L'Assemblée nationale a voté, dans la nuit du jeudi au vendredi 3 novembre, une baisse du budget du ministère de la Cohésion des territoires. La nouvelle solution envisagée dans le cadre de la réforme des APL est toujours loin de faire l'unanimité.

L'Assemblée a adopté le budget 2018 du ministère de la Cohésion des territoires, en forte baisse du fait des économies imposées aux HLM, mais en lissant sur trois ans la baisse des loyers. Les débats se sont tenus à l'Assemblée nationale, les jeudi 2 et vendredi 3 novembre 2017. Le montant alloué à ce ministère baisse ainsi de -9,8%, passant de 18,3 milliards d'euros en 2017 à 16,5 milliards en 2018.

 

Jacques Mézard, ministre de la Cohésion des territoires, a rappelé que la réforme des aides au logement, prévue dans l'article 52 du projet de loi, devait "conduire à une réduction des dépenses de l'Etat de 1,7 milliard d'euros en 2018". Vendredi, un amendement du gouvernement devant permettre une "mise en oeuvre progressive" de cette ponction financière a été adopté par 70 voix contre 17.

 

L'USH n'est toujours pas convaincue

 

Ce texte (disponible en cliquant ici) instaure une baisse progressive des loyers du logement social : de 800 millions d'euros en 2018, 1,2 milliard en 2019, puis 1,5 milliard par an à compter de 2020, pour compenser une baisse des APL équivalente.

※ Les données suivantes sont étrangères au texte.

//! Mock camera.

use crate::error::{HardwareError, Result};
use crate::traits::LiveCapture;
use crate::types::RawImage;
use std::collections::VecDeque;

/// One scripted capture outcome.
#[derive(Debug, Clone)]
enum Capture {
    Frame(RawImage),
    Fault,
    /// Never resolves; exercises caller-side timeouts.
    Stall,
}

/// Script-driven camera.
///
/// Outcomes are consumed front to back; a drained script behaves like a
/// disconnected camera.
///
/// # Examples
///
/// ```
/// use wicket_hardware::mock::MockCamera;
/// use wicket_hardware::traits::LiveCapture;
/// use wicket_hardware::types::RawImage;
///
/// # #[tokio::main(flavor = "current_thread")]
/// # async fn main() {
/// let mut camera = MockCamera::new();
/// camera.push_frame(RawImage::new(vec![0; 16], 4, 4));
///
/// let frame = camera.capture_frame().await.unwrap();
/// assert_eq!(frame.width, 4);
/// assert!(camera.capture_frame().await.is_err());
/// # }
/// ```
#[derive(Debug, Default)]
pub struct MockCamera {
    script: VecDeque<Capture>,
}

impl MockCamera {
    /// Create a camera with an empty script.
    #[must_use]
    pub fn new() -> Self {
        Self::default()
    }

    /// Create a camera that delivers the same frame on every capture.
    ///
    /// Convenience for tests that only care about downstream behavior.
    #[must_use]
    pub fn repeating(frame: RawImage, captures: usize) -> Self {
        let mut camera = Self::new();
        for _ in 0..captures {
            camera.push_frame(frame.clone());
        }
        camera
    }

    /// Queue a successful capture.
    pub fn push_frame(&mut self, frame: RawImage) -> &mut Self {
        self.script.push_back(Capture::Frame(frame));
        self
    }

    /// Queue a failed capture.
    pub fn push_fault(&mut self) -> &mut Self {
        self.script.push_back(Capture::Fault);
        self
    }

    /// Queue a capture that never completes.
    pub fn push_stall(&mut self) -> &mut Self {
        self.script.push_back(Capture::Stall);
        self
    }
}

impl LiveCapture for MockCamera {
    async fn capture_frame(&mut self) -> Result<RawImage> {
        match self.script.pop_front() {
            Some(Capture::Frame(frame)) => Ok(frame),
            Some(Capture::Fault) => Err(HardwareError::capture_failed("mock capture fault")),
            Some(Capture::Stall) => std::future::pending().await,
            None => Err(HardwareError::disconnected("mock camera")),
        }
    }
}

Mais l'économie budgétaire annuelle de 1,5 milliard d'euros visée par le gouvernement pour les bailleurs sociaux doit être atteinte dès l'an prochain grâce à une hausse, en parallèle, de la cotisation versée par les bailleurs sociaux à la Caisse de garantie du logement locatif social (CGLLS). "Le gouvernement fera des propositions visant à préciser ce mécanisme", a indiqué M. Mézard.

 

Marianne Louis, secrétaire générale de l'Union sociale pour l'habitat, expliquait récemment à Batiactu que cette solution ne changeait rien aux données du problèmes. Le mouvement HLM en appelle toujours à un moratoire sur la baisse des loyers en logement social (concommitante de la baisse des APL). "Les conséquences de cette disposition resteraient les mêmes et produiraient des effets dramatiques pour la production, la rénovation, la qualité de vie des habitants", a expliqué l'USH dans un communiqué de presse du 3 novembre.

 

"Une journée noire pour le logement social"

 

L'article 52 du PLF2018 a "fait l'unanimité contre lui, tellement il est profondément injuste" a pour sa part affirmé l'ex-ministre du Logement, Sylvia Pinel (PRG). Pour Clémentine Autain (LFI), cet article "orchestre la mise en péril de tout le système du logement social", Stéphane Peu (PCF) jugeant qu'il va conduire à "casser un modèle HLM que beaucoup nous envient".

 

La Confédération nationale du logement (CNL) évoque de son côté "une journée noire pour le logement social et les locataires du parc HLM comme du parc privé", dans un communiqué de presse daté du 3 novembre. "Si le Gouvernement pense avoir trouvé un compromis avec cet amendement, c'est qu'il n'a rien compris aux revendications des représentants des locataires, des mal-logés, des syndicats et de l'USH", assène l'organisme. "Nous ne voulons pas d'un étalement de la baisse des loyers puisque cela ne résoudra en rien le problème budgétaire des organismes HLM. Il s'agit ni plus ni moins que de ralentir la mise à mort du logement social, avec au final la même conséquence fatale." La CNL en appelle à une mobilisation le 9 décembre.